A formação de médicos dentistas em Portugal continua a ser reconhecida internacionalmente, com muitos estudantes estrangeiros a procurarem as nossas universidades privadas. Este facto reflete o reconhecimento da qualidade destas instituições, enquanto as faculdades públicas cumprem o papel do Estado, garantindo o acesso universal aos estudantes, independentemente da sua condição social e económica, permitindo-lhes, assim, aceder à profissão. Tanto as faculdades públicas quanto as instituições privadas situadas nos grandes centros urbanos poderiam desempenhar um papel ainda mais relevante na otimização das políticas públicas de saúde, especialmente em regiões com maior necessidade de cuidados de saúde oral, onde a oferta no setor público é insuficiente e uma parte significativa da população enfrenta dificuldades económicas e exclusão social e cultural. Um acordo de parceria beneficiaria tanto os jovens estudantes, ao promover a formação pré e pós-graduada, quanto o sistema de saúde, sendo também uma importante fonte de financiamento para um dos principais propósitos da academia: a investigação científica. Assim, essas instituições estariam, de facto, a cumprir parte da sua missão de serviço à comunidade.

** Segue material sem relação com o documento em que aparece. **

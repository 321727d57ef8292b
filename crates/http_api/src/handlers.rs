use axum::{
    body::Body,
    extract::State,
    http::{HeaderValue, Method, Request, StatusCode, header::CONTENT_TYPE},
    response::Response,
};
use serde::Serialize;

use crate::{assets, errors::HttpError, state::HttpState};

const JSON_CONTENT_TYPE: &str = "application/json";

fn json_response<T: Serialize>(value: &T) -> Result<Response, HttpError> {
    let body = serde_json::to_vec(value).map_err(|err| HttpError::internal(err.to_string()))?;
    let mut response = Response::new(Body::from(body));
    response
        .headers_mut()
        .insert(CONTENT_TYPE, HeaderValue::from_static(JSON_CONTENT_TYPE));
    Ok(response)
}

pub async fn context(State(state): State<HttpState>) -> Result<Response, HttpError> {
    let context = state.context.clone();
    let response = tokio::task::spawn_blocking(move || app_api::context_snapshot(&context))
        .await
        .map_err(|err| HttpError::internal(err.to_string()))?;
    json_response(&response)
}

pub async fn handoff(State(state): State<HttpState>) -> Result<Response, HttpError> {
    let context = state.context.clone();
    let response = tokio::task::spawn_blocking(move || app_api::handoff_document(&context))
        .await
        .map_err(|err| HttpError::internal(err.to_string()))??;
    json_response(&response)
}

pub async fn ui_fallback(req: Request<Body>) -> Result<Response, HttpError> {
    if req.method() != Method::GET && req.method() != Method::HEAD {
        return Err(HttpError::new(
            StatusCode::METHOD_NOT_ALLOWED,
            "method not allowed",
        ));
    }

    if let Some(asset) = assets::asset(req.uri().path()) {
        return Ok(asset_response(asset));
    }

    let index = assets::index_asset()
        .ok_or_else(|| HttpError::internal("missing index.html"))?;
    Ok(asset_response(index))
}

fn asset_response(asset: &'static assets::EmbeddedAsset) -> Response {
    let mut response = Response::new(Body::from(asset.bytes));
    response
        .headers_mut()
        .insert(CONTENT_TYPE, HeaderValue::from_static(asset.mime));
    response
}
use std::path::Path;
use std::time::SystemTime;

use chrono::{DateTime, SecondsFormat, Utc};

pub fn system_time_to_rfc3339(time: SystemTime) -> String {
    DateTime::<Utc>::from(time).to_rfc3339_opts(SecondsFormat::Millis, true)
}

pub fn file_mtime(path: &Path) -> Option<String> {
    let modified = std::fs::metadata(path).ok()?.modified().ok()?;
    Some(system_time_to_rfc3339(modified))
}
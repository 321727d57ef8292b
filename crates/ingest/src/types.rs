use std::io;
use std::path::PathBuf;
use std::time::Duration;

/// Trailing session log lines examined when looking for usage.
pub const DEFAULT_TAIL_LINES: usize = 20;

/// Upper bound on any single log or registry read.
pub const DEFAULT_READ_TIMEOUT: Duration = Duration::from_secs(3);

/// Errors emitted while reading session artifacts.
#[derive(Debug)]
pub enum IngestError {
    Io(io::Error),
    Timeout(Duration),
    /// An earlier read of the same path has not returned yet.
    Busy(PathBuf),
}

impl std::fmt::Display for IngestError {
    fn fmt(&self, f: &mut std::fmt::Formatter<'_>) -> std::fmt::Result {
        match self {
            Self::Io(err) => write!(f, "io error: {}", err),
            Self::Timeout(limit) => write!(f, "read timed out after {}ms", limit.as_millis()),
            Self::Busy(path) => write!(f, "previous read of {} still pending", path.display()),
        }
    }
}

impl std::error::Error for IngestError {}

impl From<io::Error> for IngestError {
    fn from(err: io::Error) -> Self {
        Self::Io(err)
    }
}

pub type Result<T> = std::result::Result<T, IngestError>;
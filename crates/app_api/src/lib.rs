mod context;
mod handlers;
mod paths;
mod responses;

pub use context::AppContext;
pub use handlers::*;
pub use paths::expand_home_path;
pub use responses::*;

Em última análise, a adoção de políticas públicas eficazes requer uma visão e objetivos alinhados com a realidade política e social do país. Olhar para os desafios enfrentados pelo novo governo britânico em relação ao NHS é uma oportunidade de aprendizagem para Portugal, onde podemos implementar medidas que sejam atrativas, eficazes e, acima de tudo, que coloquem o bem-estar da população como prioridade. Um novo governo e uma nova equipa ministerial têm a oportunidade de implementar uma estratégia diferente, aprendendo com outras realidades e focando-se na melhoria dos cuidados de saúde oral, e, consequentemente, na melhoria da saúde global dos nossos concidadãos.